Her family turned over one of L.D. Cooper's old guitar straps for possible DNA samples, but the FBI said the material made it too difficult to lift fingerprints from.

HBO

Richard Floyd McCoy

Finally, Ben Anjewierden thinks his old acquaintance Richard Floyd McCoy was D.B. Cooper. Per The Los Angeles Times, McCoy was a Mormon Sunday school teacher who hijacked a Los Angeles-bound plane in April 1972, just a few months after the D.B. Cooper incident and using similar methods. McCoy was caught and sentenced to 45 years in prison, but later managed to escape. He was killed in a gunfight with FBI agents in July 1972.

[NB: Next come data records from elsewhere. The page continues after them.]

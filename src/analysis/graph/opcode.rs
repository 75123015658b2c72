//! P-code opcodes.
//!
//! The opcode set is closed, which lets rule pools dispatch through a dense
//! table indexed by [`OpCode::index`] instead of walking an open hierarchy.
//! The discriminants are contiguous and start at zero; [`OpCode::COUNT`]
//! (from [`strum::EnumCount`]) is the table size.
//!
//! # Operation Categories
//!
//! - **Data movement**: `Copy`, `Load`, `Store`
//! - **Control flow**: `Branch`, `CBranch`, `BranchInd`, `Call`, `CallInd`, `CallOther`, `Return`
//! - **Integer comparison**: `IntEqual` .. `IntLessEqual`
//! - **Integer arithmetic and bitwise**: `IntZext` .. `IntSRem`
//! - **Boolean**: `BoolNegate` .. `BoolOr`
//! - **Markers**: `MultiEqual` (phi), `Indirect`
//! - **Bit fields**: `Piece`, `Subpiece`, `PopCount`, `LzCount`, `Insert`, `Extract`

use std::fmt;

use strum::{EnumCount, EnumIter};

/// A p-code opcode.
#[derive(Debug, Clone, Copy, PartialEq, Eq, Hash, PartialOrd, Ord, EnumIter, EnumCount)]
pub enum OpCode {
    /// `out = in0`
    Copy,
    /// `out = *[space]in1`
    Load,
    /// `*[space]in1 = in2`
    Store,
    /// Unconditional branch to `in0`
    Branch,
    /// Branch to `in0` if `in1` is true
    CBranch,
    /// Indirect branch through `in0`
    BranchInd,
    /// Call to the fixed target `in0`, arguments follow
    Call,
    /// Call through the computed target `in0`, arguments follow
    CallInd,
    /// User-defined operation with side effects
    CallOther,
    /// Return; `in0` is the return address, `in1` (if present) the return value
    Return,
    /// `out = in0 == in1`
    IntEqual,
    /// `out = in0 != in1`
    IntNotEqual,
    /// `out = in0 s< in1`
    IntSLess,
    /// `out = in0 s<= in1`
    IntSLessEqual,
    /// `out = in0 < in1`
    IntLess,
    /// `out = in0 <= in1`
    IntLessEqual,
    /// Zero extension
    IntZext,
    /// Sign extension
    IntSext,
    /// `out = in0 + in1`
    IntAdd,
    /// `out = in0 - in1`
    IntSub,
    /// Unsigned carry of `in0 + in1`
    IntCarry,
    /// Signed carry of `in0 + in1`
    IntSCarry,
    /// Signed borrow of `in0 - in1`
    IntSBorrow,
    /// `out = -in0`
    Int2Comp,
    /// `out = ~in0`
    IntNegate,
    /// `out = in0 ^ in1`
    IntXor,
    /// `out = in0 & in1`
    IntAnd,
    /// `out = in0 | in1`
    IntOr,
    /// `out = in0 << in1`
    IntLeft,
    /// `out = in0 >> in1` (logical)
    IntRight,
    /// `out = in0 s>> in1` (arithmetic)
    IntSRight,
    /// `out = in0 * in1`
    IntMult,
    /// Unsigned division
    IntDiv,
    /// Signed division
    IntSDiv,
    /// Unsigned remainder
    IntRem,
    /// Signed remainder
    IntSRem,
    /// `out = !in0`
    BoolNegate,
    /// `out = in0 ^^ in1`
    BoolXor,
    /// `out = in0 && in1`
    BoolAnd,
    /// `out = in0 || in1`
    BoolOr,
    /// Integer to floating-point conversion
    FloatInt2Float,
    /// Phi node merging the inputs from each predecessor
    MultiEqual,
    /// `out` may be modified indirectly by the op referenced by `in1`
    Indirect,
    /// Concatenation: `in0` forms the most significant bytes
    Piece,
    /// Truncation: drop the `in1` least significant bytes of `in0`
    Subpiece,
    /// Number of one bits in `in0`
    PopCount,
    /// Number of leading zero bits in `in0`
    LzCount,
    /// Insert the low `in3` bits of `in1` into `in0` at bit position `in2`
    Insert,
    /// Extract `in2` bits of `in0` starting at bit position `in1`
    Extract,
}

impl OpCode {
    /// Returns the dense index of this opcode, suitable for table lookups.
    #[must_use]
    pub const fn index(self) -> usize {
        self as usize
    }

    /// Returns the p-code mnemonic.
    #[must_use]
    pub const fn mnemonic(self) -> &'static str {
        match self {
            Self::Copy => "COPY",
            Self::Load => "LOAD",
            Self::Store => "STORE",
            Self::Branch => "BRANCH",
            Self::CBranch => "CBRANCH",
            Self::BranchInd => "BRANCHIND",
            Self::Call => "CALL",
            Self::CallInd => "CALLIND",
            Self::CallOther => "CALLOTHER",
            Self::Return => "RETURN",
            Self::IntEqual => "INT_EQUAL",
            Self::IntNotEqual => "INT_NOTEQUAL",
            Self::IntSLess => "INT_SLESS",
            Self::IntSLessEqual => "INT_SLESSEQUAL",
            Self::IntLess => "INT_LESS",
            Self::IntLessEqual => "INT_LESSEQUAL",
            Self::IntZext => "INT_ZEXT",
            Self::IntSext => "INT_SEXT",
            Self::IntAdd => "INT_ADD",
            Self::IntSub => "INT_SUB",
            Self::IntCarry => "INT_CARRY",
            Self::IntSCarry => "INT_SCARRY",
            Self::IntSBorrow => "INT_SBORROW",
            Self::Int2Comp => "INT_2COMP",
            Self::IntNegate => "INT_NEGATE",
            Self::IntXor => "INT_XOR",
            Self::IntAnd => "INT_AND",
            Self::IntOr => "INT_OR",
            Self::IntLeft => "INT_LEFT",
            Self::IntRight => "INT_RIGHT",
            Self::IntSRight => "INT_SRIGHT",
            Self::IntMult => "INT_MULT",
            Self::IntDiv => "INT_DIV",
            Self::IntSDiv => "INT_SDIV",
            Self::IntRem => "INT_REM",
            Self::IntSRem => "INT_SREM",
            Self::BoolNegate => "BOOL_NEGATE",
            Self::BoolXor => "BOOL_XOR",
            Self::BoolAnd => "BOOL_AND",
            Self::BoolOr => "BOOL_OR",
            Self::FloatInt2Float => "FLOAT_INT2FLOAT",
            Self::MultiEqual => "MULTIEQUAL",
            Self::Indirect => "INDIRECT",
            Self::Piece => "PIECE",
            Self::Subpiece => "SUBPIECE",
            Self::PopCount => "POPCOUNT",
            Self::LzCount => "LZCOUNT",
            Self::Insert => "INSERT",
            Self::Extract => "EXTRACT",
        }
    }

    /// Returns `true` for `Call` and `CallInd`.
    #[must_use]
    pub const fn is_call(self) -> bool {
        matches!(self, Self::Call | Self::CallInd)
    }

    /// Returns `true` for the branching opcodes.
    #[must_use]
    pub const fn is_branch(self) -> bool {
        matches!(self, Self::Branch | Self::CBranch | Self::BranchInd)
    }

    /// Returns `true` for operations that end a basic block.
    #[must_use]
    pub const fn is_flow_break(self) -> bool {
        matches!(
            self,
            Self::Branch | Self::CBranch | Self::BranchInd | Self::Return
        )
    }

    /// Returns `true` for the data-flow markers `MultiEqual` and `Indirect`.
    #[must_use]
    pub const fn is_marker(self) -> bool {
        matches!(self, Self::MultiEqual | Self::Indirect)
    }

    /// Returns `true` for integer comparisons.
    #[must_use]
    pub const fn is_comparison(self) -> bool {
        matches!(
            self,
            Self::IntEqual
                | Self::IntNotEqual
                | Self::IntSLess
                | Self::IntSLessEqual
                | Self::IntLess
                | Self::IntLessEqual
        )
    }

    /// Returns `true` if the output is always a single-bit boolean.
    #[must_use]
    pub const fn is_boolean_output(self) -> bool {
        matches!(
            self,
            Self::IntEqual
                | Self::IntNotEqual
                | Self::IntSLess
                | Self::IntSLessEqual
                | Self::IntLess
                | Self::IntLessEqual
                | Self::IntCarry
                | Self::IntSCarry
                | Self::IntSBorrow
                | Self::BoolNegate
                | Self::BoolXor
                | Self::BoolAnd
                | Self::BoolOr
        )
    }

    /// Returns `true` if `in0 op in1 == in1 op in0`.
    #[must_use]
    pub const fn is_commutative(self) -> bool {
        matches!(
            self,
            Self::IntAdd
                | Self::IntMult
                | Self::IntAnd
                | Self::IntOr
                | Self::IntXor
                | Self::IntEqual
                | Self::IntNotEqual
                | Self::BoolAnd
                | Self::BoolOr
                | Self::BoolXor
        )
    }

    /// Returns the comparison with the opposite truth value, if one exists.
    ///
    /// `!(a == b)` is `a != b`, `!(a < b)` is `b <= a` (the caller swaps inputs
    /// for the ordered comparisons, see the second tuple field).
    #[must_use]
    pub const fn negated_comparison(self) -> Option<(OpCode, bool)> {
        match self {
            Self::IntEqual => Some((Self::IntNotEqual, false)),
            Self::IntNotEqual => Some((Self::IntEqual, false)),
            Self::IntLess => Some((Self::IntLessEqual, true)),
            Self::IntLessEqual => Some((Self::IntLess, true)),
            Self::IntSLess => Some((Self::IntSLessEqual, true)),
            Self::IntSLessEqual => Some((Self::IntSLess, true)),
            _ => None,
        }
    }
}

impl fmt::Display for OpCode {
    fn fmt(&self, f: &mut fmt::Formatter<'_>) -> fmt::Result {
        f.write_str(self.mnemonic())
    }
}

In his book Beyond a Reasonable Doubt (D.B. Cooper No Longer a Mystery), former investigator Bernie Rhoades wrote that McCoy refused to confirm or deny that he was D.B. Cooper in his pre-sentencing interviews. Both men were similar in appearance and used the exact same M.O., right down to the number of parachutes requested and the notes passed to the flight attendants. It's perhaps the most compelling theory of the bunch, but with McCoy now dead, the case may remain forever unsolved.